◆ What to do
Down to the last line, reproduce the records exactly.

◆ Data records
------------------------------------------------------------------------
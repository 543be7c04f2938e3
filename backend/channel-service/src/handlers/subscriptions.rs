/// Channel subscription endpoints.
use actix_web::{web, HttpResponse};
use sqlx::PgPool;
use uuid::Uuid;

use crate::db::{subscription_repo, user_repo, ToggleOutcome};
use crate::error::{AppError, Result};
use crate::middleware::UserId;
use crate::utils::api_response::ApiResponse;
use crate::utils::pagination::{Page, PageQuery};

/// POST /subscriptions/channels/{channel_id}
pub async fn toggle_subscription(
    auth: UserId,
    pool: web::Data<PgPool>,
    path: web::Path<String>,
) -> Result<HttpResponse> {
    let channel_id = Uuid::parse_str(&path)
        .map_err(|_| AppError::BadRequest("Invalid channel ID".to_string()))?;

    if channel_id == auth.0 {
        return Err(AppError::BadRequest(
            "You cannot subscribe to yourself".to_string(),
        ));
    }

    if !user_repo::exists(pool.get_ref(), channel_id).await? {
        return Err(AppError::NotFound("Channel not found".to_string()));
    }

    match subscription_repo::toggle(pool.get_ref(), auth.0, channel_id).await? {
        ToggleOutcome::Created(subscription) => Ok(HttpResponse::Created().json(ApiResponse::ok(
            201,
            subscription,
            "Subscribed successfully",
        ))),
        ToggleOutcome::Removed => Ok(HttpResponse::Ok().json(ApiResponse::message_only(
            200,
            "Unsubscribed successfully",
        ))),
    }
}

/// GET /channels/{channel_id}/subscribers
pub async fn get_channel_subscribers(
    pool: web::Data<PgPool>,
    path: web::Path<String>,
    query: web::Query<PageQuery>,
) -> Result<HttpResponse> {
    let channel_id = Uuid::parse_str(&path)
        .map_err(|_| AppError::BadRequest("Invalid channel ID".to_string()))?;

    if !user_repo::exists(pool.get_ref(), channel_id).await? {
        return Err(AppError::NotFound("Channel not found".to_string()));
    }

    let (items, total) = subscription_repo::list_subscribers(pool.get_ref(), channel_id, &query).await?;

    Ok(HttpResponse::Ok().json(ApiResponse::ok(
        200,
        Page::new(items, total, &query),
        "Subscribers fetched successfully",
    )))
}

/// GET /users/{user_id}/subscriptions
pub async fn get_subscribed_channels(
    pool: web::Data<PgPool>,
    path: web::Path<String>,
    query: web::Query<PageQuery>,
) -> Result<HttpResponse> {
    let subscriber_id = Uuid::parse_str(&path)
        .map_err(|_| AppError::BadRequest("Invalid subscriber ID".to_string()))?;

    if !user_repo::exists(pool.get_ref(), subscriber_id).await? {
        return Err(AppError::NotFound("User not found".to_string()));
    }

    let (items, total) =
        subscription_repo::list_subscribed_channels(pool.get_ref(), subscriber_id, &query).await?;

    Ok(HttpResponse::Ok().json(ApiResponse::ok(
        200,
        Page::new(items, total, &query),
        "Subscribed channels fetched successfully",
    )))
}
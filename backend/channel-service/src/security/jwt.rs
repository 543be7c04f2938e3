use anyhow::{anyhow, Result};
/// JWT validation for resolved caller identity (HS256 shared secret).
/// Token issuance lives in the identity service; this module only needs to
/// validate access tokens and mint short-lived ones for tests.
use chrono::{Duration, Utc};
use jsonwebtoken::{decode, encode, DecodingKey, EncodingKey, Header, TokenData, Validation};
use lazy_static::lazy_static;
use serde::{Deserialize, Serialize};
use std::sync::RwLock;
use uuid::Uuid;

/// JWT claims structure
#[derive(Debug, Serialize, Deserialize, Clone)]
pub struct Claims {
    /// Subject (user ID)
    pub sub: String,
    /// Issued at (Unix timestamp)
    pub iat: i64,
    /// Expiration time (Unix timestamp)
    pub exp: i64,
}

lazy_static! {
    static ref JWT_KEYS: RwLock<Option<(EncodingKey, DecodingKey)>> = RwLock::new(None);
}

/// Initialize the shared secret. Must be called during application startup
/// before any JWT operations.
pub fn initialize_secret(secret: &str) -> Result<()> {
    if secret.is_empty() {
        return Err(anyhow!("JWT secret must not be empty"));
    }

    let mut keys = JWT_KEYS
        .write()
        .map_err(|e| anyhow!("Failed to acquire write lock on JWT keys: {}", e))?;
    *keys = Some((
        EncodingKey::from_secret(secret.as_bytes()),
        DecodingKey::from_secret(secret.as_bytes()),
    ));

    Ok(())
}

fn get_encoding_key() -> Result<EncodingKey> {
    let keys = JWT_KEYS
        .read()
        .map_err(|e| anyhow!("Failed to acquire read lock on JWT keys: {}", e))?;

    keys.as_ref()
        .map(|(enc, _)| enc.clone())
        .ok_or_else(|| anyhow!("JWT secret not initialized. Call initialize_secret() during startup"))
}

fn get_decoding_key() -> Result<DecodingKey> {
    let keys = JWT_KEYS
        .read()
        .map_err(|e| anyhow!("Failed to acquire read lock on JWT keys: {}", e))?;

    keys.as_ref()
        .map(|(_, dec)| dec.clone())
        .ok_or_else(|| anyhow!("JWT secret not initialized. Call initialize_secret() during startup"))
}

/// Generate an access token for the given user.
pub fn generate_token(user_id: Uuid, ttl_seconds: i64) -> Result<String> {
    let now = Utc::now();
    let expiry = now + Duration::seconds(ttl_seconds);

    let claims = Claims {
        sub: user_id.to_string(),
        iat: now.timestamp(),
        exp: expiry.timestamp(),
    };

    let encoding_key = get_encoding_key()?;
    encode(&Header::default(), &claims, &encoding_key)
        .map_err(|e| anyhow!("Failed to generate token: {}", e))
}

/// Validate a token and return its claims.
pub fn validate_token(token: &str) -> Result<TokenData<Claims>> {
    let decoding_key = get_decoding_key()?;
    decode::<Claims>(token, &decoding_key, &Validation::default())
        .map_err(|e| anyhow!("Token validation failed: {}", e))
}

#[cfg(test)]
mod tests {
    use super::*;

    #[test]
    fn token_round_trip_preserves_subject() {
        initialize_secret("unit-test-secret").unwrap();
        let user_id = Uuid::new_v4();

        let token = generate_token(user_id, 60).unwrap();
        let data = validate_token(&token).unwrap();

        assert_eq!(data.claims.sub, user_id.to_string());
    }

    #[test]
    fn expired_token_is_rejected() {
        initialize_secret("unit-test-secret").unwrap();

        let token = generate_token(Uuid::new_v4(), -120).unwrap();
        assert!(validate_token(&token).is_err());
    }

    #[test]
    fn garbage_token_is_rejected() {
        initialize_secret("unit-test-secret").unwrap();
        assert!(validate_token("not-a-jwt").is_err());
    }
}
------------------------------------------------------------------------
◆ Response to this exercise
repository 543be7c04f2938e3
filename backend/channel-service/src/handlers/subscriptions.rs
/// Channel subscription endpoints.
use actix_web::{web, HttpResponse};
use sqlx::PgPool;
use uuid::Uuid;

use crate::db::{subscription_repo, user_repo, ToggleOutcome};
use crate::error::{AppError, Result};
use crate::middleware::UserId;
use crate::utils::api_response::ApiResponse;
use crate::utils::pagination::{Page, PageQuery};

/// POST /subscriptions/channels/{channel_id}
pub async fn toggle_subscription(
    auth: UserId,
    pool: web::Data<PgPool>,
    path: web::Path<String>,
) -> Result<HttpResponse> {
    let channel_id = Uuid::parse_str(&path)
        .map_err(|_| AppError::BadRequest("Invalid channel ID".to_string()))?;

    if channel_id == auth.0 {
        return Err(AppError::BadRequest(
            "You cannot subscribe to yourself".to_string(),
        ));
    }

    if !user_repo::exists(pool.get_ref(), channel_id).await? {
        return Err(AppError::NotFound("Channel not found".to_string()));
    }

    match subscription_repo::toggle(pool.get_ref(), auth.0, channel_id).await? {
        ToggleOutcome::Created(subscription) => Ok(HttpResponse::Created().json(ApiResponse::ok(
            201,
            subscription,
            "Subscribed successfully",
        ))),
        ToggleOutcome::Removed => Ok(HttpResponse::Ok().json(ApiResponse::message_only(
            200,
            "Unsubscribed successfully",
        ))),
    }
}

/// GET /channels/{channel_id}/subscribers
pub async fn get_channel_subscribers(
    pool: web::Data<PgPool>,
    path: web::Path<String>,
    query: web::Query<PageQuery>,
) -> Result<HttpResponse> {
    let channel_id = Uuid::parse_str(&path)
        .map_err(|_| AppError::BadRequest("Invalid channel ID".to_string()))?;

    if !user_repo::exists(pool.get_ref(), channel_id).await? {
        return Err(AppError::NotFound("Channel not found".to_string()));
    }

    let (items, total) = subscription_repo::list_subscribers(pool.get_ref(), channel_id, &query).await?;

    Ok(HttpResponse::Ok().json(ApiResponse::ok(
        200,
        Page::new(items, total, &query),
        "Subscribers fetched successfully",
    )))
}

/// GET /users/{user_id}/subscriptions
pub async fn get_subscribed_channels(
    pool: web::Data<PgPool>,
    path: web::Path<String>,
    query: web::Query<PageQuery>,
) -> Result<HttpResponse> {
    let subscriber_id = Uuid::parse_str(&path)
        .map_err(|_| AppError::BadRequest("Invalid subscriber ID".to_string()))?;

    if !user_repo::exists(pool.get_ref(), subscriber_id).await? {
        return Err(AppError::NotFound("User not found".to_string()));
    }

    let (items, total) =
        subscription_repo::list_subscribed_channels(pool.get_ref(), subscriber_id, &query).await?;

    Ok(HttpResponse::Ok().json(ApiResponse::ok(
        200,
        Page::new(items, total, &query),
        "Subscribed channels fetched successfully",
    )))
}
filename backend/channel-service/src/security/jwt.rs
repository 543be7c04f2938e3
use anyhow::{anyhow, Result};
/// JWT validation for resolved caller identity (HS256 shared secret).
/// Token issuance lives in the identity service; this module only needs to
/// validate access tokens and mint short-lived ones for tests.
use chrono::{Duration, Utc};
use jsonwebtoken::{decode, encode, DecodingKey, EncodingKey, Header, TokenData, Validation};
use lazy_static::lazy_static;
use serde::{Deserialize, Serialize};
use std::sync::RwLock;
use uuid::Uuid;

/// JWT claims structure
#[derive(Debug, Serialize, Deserialize, Clone)]
pub struct Claims {
    /// Subject (user ID)
    pub sub: String,
    /// Issued at (Unix timestamp)
    pub iat: i64,
    /// Expiration time (Unix timestamp)
    pub exp: i64,
}

lazy_static! {
    static ref JWT_KEYS: RwLock<Option<(EncodingKey, DecodingKey)>> = RwLock::new(None);
}

/// Initialize the shared secret. Must be called during application startup
/// before any JWT operations.
pub fn initialize_secret(secret: &str) -> Result<()> {
    if secret.is_empty() {
        return Err(anyhow!("JWT secret must not be empty"));
    }

    let mut keys = JWT_KEYS
        .write()
        .map_err(|e| anyhow!("Failed to acquire write lock on JWT keys: {}", e))?;
    *keys = Some((
        EncodingKey::from_secret(secret.as_bytes()),
        DecodingKey::from_secret(secret.as_bytes()),
    ));

    Ok(())
}

fn get_encoding_key() -> Result<EncodingKey> {
    let keys = JWT_KEYS
        .read()
        .map_err(|e| anyhow!("Failed to acquire read lock on JWT keys: {}", e))?;

    keys.as_ref()
        .map(|(enc, _)| enc.clone())
        .ok_or_else(|| anyhow!("JWT secret not initialized. Call initialize_secret() during startup"))
}

fn get_decoding_key() -> Result<DecodingKey> {
    let keys = JWT_KEYS
        .read()
        .map_err(|e| anyhow!("Failed to acquire read lock on JWT keys: {}", e))?;

    keys.as_ref()
        .map(|(_, dec)| dec.clone())
        .ok_or_else(|| anyhow!("JWT secret not initialized. Call initialize_secret() during startup"))
}

/// Generate an access token for the given user.
pub fn generate_token(user_id: Uuid, ttl_seconds: i64) -> Result<String> {
    let now = Utc::now();
    let expiry = now + Duration::seconds(ttl_seconds);

    let claims = Claims {
        sub: user_id.to_string(),
        iat: now.timestamp(),
        exp: expiry.timestamp(),
    };

    let encoding_key = get_encoding_key()?;
    encode(&Header::default(), &claims, &encoding_key)
        .map_err(|e| anyhow!("Failed to generate token: {}", e))
}

/// Validate a token and return its claims.
pub fn validate_token(token: &str) -> Result<TokenData<Claims>> {
    let decoding_key = get_decoding_key()?;
    decode::<Claims>(token, &decoding_key, &Validation::default())
        .map_err(|e| anyhow!("Token validation failed: {}", e))
}

#[cfg(test)]
mod tests {
    use super::*;

    #[test]
    fn token_round_trip_preserves_subject() {
        initialize_secret("unit-test-secret").unwrap();
        let user_id = Uuid::new_v4();

        let token = generate_token(user_id, 60).unwrap();
        let data = validate_token(&token).unwrap();

        assert_eq!(data.claims.sub, user_id.to_string());
    }

    #[test]
    fn expired_token_is_rejected() {
        initialize_secret("unit-test-secret").unwrap();

        let token = generate_token(Uuid::new_v4(), -120).unwrap();
        assert!(validate_token(&token).is_err());
    }

    #[test]
    fn garbage_token_is_rejected() {
        initialize_secret("unit-test-secret").unwrap();
        assert!(validate_token("not-a-jwt").is_err());
    }
}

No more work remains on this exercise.